Being born in 1963 I always assumed I was one of the later Baby Boomers but I'll settle for Gen X - it's a cooler term. The 60s never really happened for me - far too young to appreciate that decade or even remember much of it. One of my first memories was being taken to primary school prior to enrolment. This was in April 1968 when I was 4. The school shut down the year I left (1972) and was demolished some years later - where it was is where the supermarket now is. My hometown has changed a lot during my lifetime, and not necessarily for the better in some aspects.


----------



## senza sordino (Oct 20, 2013)

Born in 1965. I have never identified with Gen-X, nor baby boomer. I have always considered myself one of those people who've fallen between the crack between the two generations belonging to neither one.


----------



## Malx (Jun 18, 2017)

What generation am I? - My Generation, ok Who's Next.


----------



## BrahmsWasAGreatMelodist (Jan 13, 2019)

I am a Millennial. I relate to no one, not even myself.


----------



## Forster (Apr 22, 2021)

BalalaikaBoy said:


> These are the dates most people use because they offer an easy cut-off (end of WWII), but people born a few years before 1946 have more common experience with boomers than those born in the mid 1960s. I use the definitions put forward by Strauss and Howe because their theories on generational cycles and behaviors are the most comprehensive, make the most intuitive sense and have been shown to have powerful predictive power.





> A significant degree of consensus exists around the date range of the baby boomer cohort, with the generation considered to cover those born from 1946 to 1964 by various organizations such as the Merriam-Webster Online Dictionary,[SUP][27][/SUP] Pew Research Center,[SUP][28][/SUP] U.S. Bureau of Labor Statistics,[SUP][29][/SUP][SUP][30][/SUP] Federal Reserve Board,[SUP][31][/SUP] Australian Bureau of Statistics,[SUP][32][/SUP] Gallup,[SUP][33][/SUP] YouGov[SUP][34][/SUP] and Australia's Social Research Center.[SUP][35][/SUP] The United States Census Bureau defines baby boomers as "individuals born in the United States between mid-1946 and mid-1964".[SUP][36][/SUP][SUP][37][/SUP] Landon Jones, in his book _Great Expectations: America and the Baby Boom Generation_ (1980), defined the span of the baby-boom generation as extending from 1946 through 1964.[SUP][38][/SUP] Others have delimited the baby boom period differently.
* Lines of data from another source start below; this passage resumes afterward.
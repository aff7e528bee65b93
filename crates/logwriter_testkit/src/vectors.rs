//! Shareable test vectors for the log file format.
//!
//! Readers written in other languages can load these as JSON and check
//! themselves against the same bytes.

use crate::golden::{hex_decode, hex_encode};
use logwriter_codec::{decode, decode_header, encode, LogRecord};
use serde::{Deserialize, Serialize};

/// A record as it appears in a vector file.
#[derive(Debug, Clone, PartialEq, Eq, Serialize, Deserialize)]
pub struct VectorRecord {
    /// Table name.
    pub table: String,
    /// Optional id.
    pub id: Option<u32>,
    /// Payload text.
    pub payload: String,
}

impl From<&LogRecord> for VectorRecord {
    fn from(record: &LogRecord) -> Self {
        Self {
            table: record.table.clone(),
            id: record.id,
            payload: record.payload.clone(),
        }
    }
}

impl From<&VectorRecord> for LogRecord {
    fn from(v: &VectorRecord) -> Self {
        LogRecord::with_id(v.table.clone(), v.id, v.payload.clone())
    }
}

/// What a vector expects from its bytes.
#[derive(Debug, Clone, Serialize, Deserialize)]
#[serde(tag = "kind", rename_all = "snake_case")]
pub enum Expectation {
    /// The bytes are exactly one encoded record.
    Record {
        /// The decoded record.
        record: VectorRecord,
    },
    /// The bytes are a valid file header.
    Header {
        /// The format version.
        version: u32,
    },
    /// Decoding the bytes as a record must fail.
    RecordError {
        /// Human-readable reason.
        reason: String,
    },
    /// Decoding the bytes as a header must fail.
    HeaderError {
        /// Human-readable reason.
        reason: String,
    },
}

/// A single named vector.
#[derive(Debug, Clone, Serialize, Deserialize)]
pub struct TestVector {
    /// Unique identifier for this vector.
    pub id: String,
    /// Human-readable description.
    pub description: String,
    /// The bytes under test (hex-encoded).
    pub hex: String,
    /// What decoding the bytes must produce.
    pub expect: Expectation,
}

impl TestVector {
    fn record(id: &str, description: &str, record: LogRecord) -> Self {
        let bytes = encode(&record).expect("Vector records must encode");
        Self {
            id: id.into(),
            description: description.into(),
            hex: hex_encode(&bytes),
            expect: Expectation::Record {
                record: VectorRecord::from(&record),
            },
        }
    }

    fn record_error(id: &str, description: &str, hex: &str) -> Self {
        Self {
            id: id.into(),
            description: description.into(),
            hex: hex.into(),
            expect: Expectation::RecordError {
                reason: description.into(),
            },
        }
    }

    /// Checks the vector against the codec.
    ///
    /// # Errors
    ///
    /// Returns a message describing the first mismatch.
    pub fn verify(&self) -> Result<(), String> {
        let bytes = hex_decode(&self.hex);
        match &self.expect {
            Expectation::Record { record } => {
                let expected = LogRecord::from(record);
                let (decoded, consumed) = decode(&bytes).map_err(|e| format!("{}: {e}", self.id))?;
                if decoded != expected || consumed != bytes.len() {
                    return Err(format!("{}: decoded {decoded:?} ({consumed} bytes)", self.id));
                }
                let reencoded = encode(&expected).map_err(|e| format!("{}: {e}", self.id))?;
                if reencoded != bytes {
                    return Err(format!("{}: re-encoding differs", self.id));
                }
            }
            Expectation::Header { version } => {
                let decoded = decode_header(&bytes).map_err(|e| format!("{}: {e}", self.id))?;
                if decoded != *version {
                    return Err(format!("{}: version {decoded}", self.id));
                }
            }
            Expectation::RecordError { .. } => {
                if decode(&bytes).is_ok() {
                    return Err(format!("{}: decoded but should fail", self.id));
                }
            }
            Expectation::HeaderError { .. } => {
                if decode_header(&bytes).is_ok() {
                    return Err(format!("{}: header accepted but should fail", self.id));
                }
            }
        }
        Ok(())
    }
}

/// File header vectors.
pub fn header_vectors() -> Vec<TestVector> {
    vec![
        TestVector {
            id: "header_v1".into(),
            description: "Format version 1".into(),
            hex: "00000001".into(),
            expect: Expectation::Header { version: 1 },
        },
        TestVector {
            id: "header_v2".into(),
            description: "Unknown format version".into(),
            hex: "00000002".into(),
            expect: Expectation::HeaderError {
                reason: "unsupported version".into(),
            },
        },
        TestVector {
            id: "header_short".into(),
            description: "Header shorter than four bytes".into(),
            hex: "000001".into(),
            expect: Expectation::HeaderError {
                reason: "truncated".into(),
            },
        },
    ]
}

/// Record encoding vectors.
pub fn record_encoding_vectors() -> Vec<TestVector> {
    vec![
        TestVector::record(
            "record_no_id",
            "Record without id",
            LogRecord::with_id("users", None, "hello"),
        ),
        TestVector::record(
            "record_with_id",
            "Record with id 42",
            LogRecord::with_id("orders", Some(42), "created"),
        ),
        TestVector::record(
            "record_id_zero",
            "Id 0 is present, not absent",
            LogRecord::with_id("t", Some(0), "p"),
        ),
        TestVector::record(
            "record_id_max",
            "Largest id",
            LogRecord::with_id("t", Some(u32::MAX), "p"),
        ),
        TestVector::record(
            "record_empty",
            "Empty table and payload",
            LogRecord::with_id("", None, ""),
        ),
        TestVector::record(
            "record_multibyte",
            "Lengths count UTF-8 bytes",
            LogRecord::with_id("журнал", Some(1), "лог"),
        ),
    ]
}

/// Malformed record vectors.
pub fn record_error_vectors() -> Vec<TestVector> {
    vec![
        TestVector::record_error("record_truncated_length", "Truncated length prefix", "000000"),
        TestVector::record_error(
            "record_truncated_payload",
            "Payload shorter than its length",
            "000000017400000000056869",
        ),
        TestVector::record_error(
            "record_bad_flag",
            "Presence flag other than 0 or 1",
            "00000001740200000000",
        ),
        TestVector::record_error(
            "record_invalid_utf8",
            "Table is not UTF-8",
            "00000001ff0000000000",
        ),
    ]
}

/// Every vector.
pub fn all_vectors() -> Vec<TestVector> {
    let mut vectors = header_vectors();
    vectors.extend(record_encoding_vectors());
    vectors.extend(record_error_vectors());
    vectors
}

/// Serializes vectors as pretty JSON.
pub fn to_json(vectors: &[TestVector]) -> serde_json::Result<String> {
    serde_json::to_string_pretty(vectors)
}

/// Parses vectors from JSON.
pub fn from_json(json: &str) -> serde_json::Result<Vec<TestVector>> {
    serde_json::from_str(json)
}

#[cfg(test)]
mod tests {
    use super::*;

    #[test]
    fn test_all_vectors_verify() {
        for vector in all_vectors() {
            vector.verify().unwrap();
        }
    }

    #[test]
    fn test_vector_ids_unique() {
        let vectors = all_vectors();
        let mut ids: Vec<_> = vectors.iter().map(|v| v.id.as_str()).collect();
        ids.sort_unstable();
        ids.dedup();
        assert_eq!(ids.len(), vectors.len());
    }

    #[test]
    fn test_known_record_bytes() {
        let v = &record_encoding_vectors()[0];
        assert_eq!(v.hex, "000000057573657273000000000568656c6c6f");
    }

    #[test]
    fn test_json_roundtrip_still_verifies() {
        let json = to_json(&all_vectors()).unwrap();
        assert!(json.contains("\"kind\": \"record_error\""));
        let parsed = from_json(&json).unwrap();
        assert_eq!(parsed.len(), all_vectors().len());
        for vector in parsed {
            vector.verify().unwrap();
        }
    }
}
Authors William Strauss and Neil Howe, in their 1991 book _Generations_, define the social generation of boomers as that cohort born from 1943 to 1960, who were too young to have any personal memory of World War II, but old enough to remember the postwar American High before John F. Kennedy's assassination.[SUP][39][/SUP]


Whilst one can't escape the facts of one's birth (the year, the numbers being born at the same time, the cultural events unfolding) one is not obliged to conform to an unproven sociological model.

I don't "relate" to any fixed generation-type; I'm not about to claim allegiance to any label that someone might want to pin on me.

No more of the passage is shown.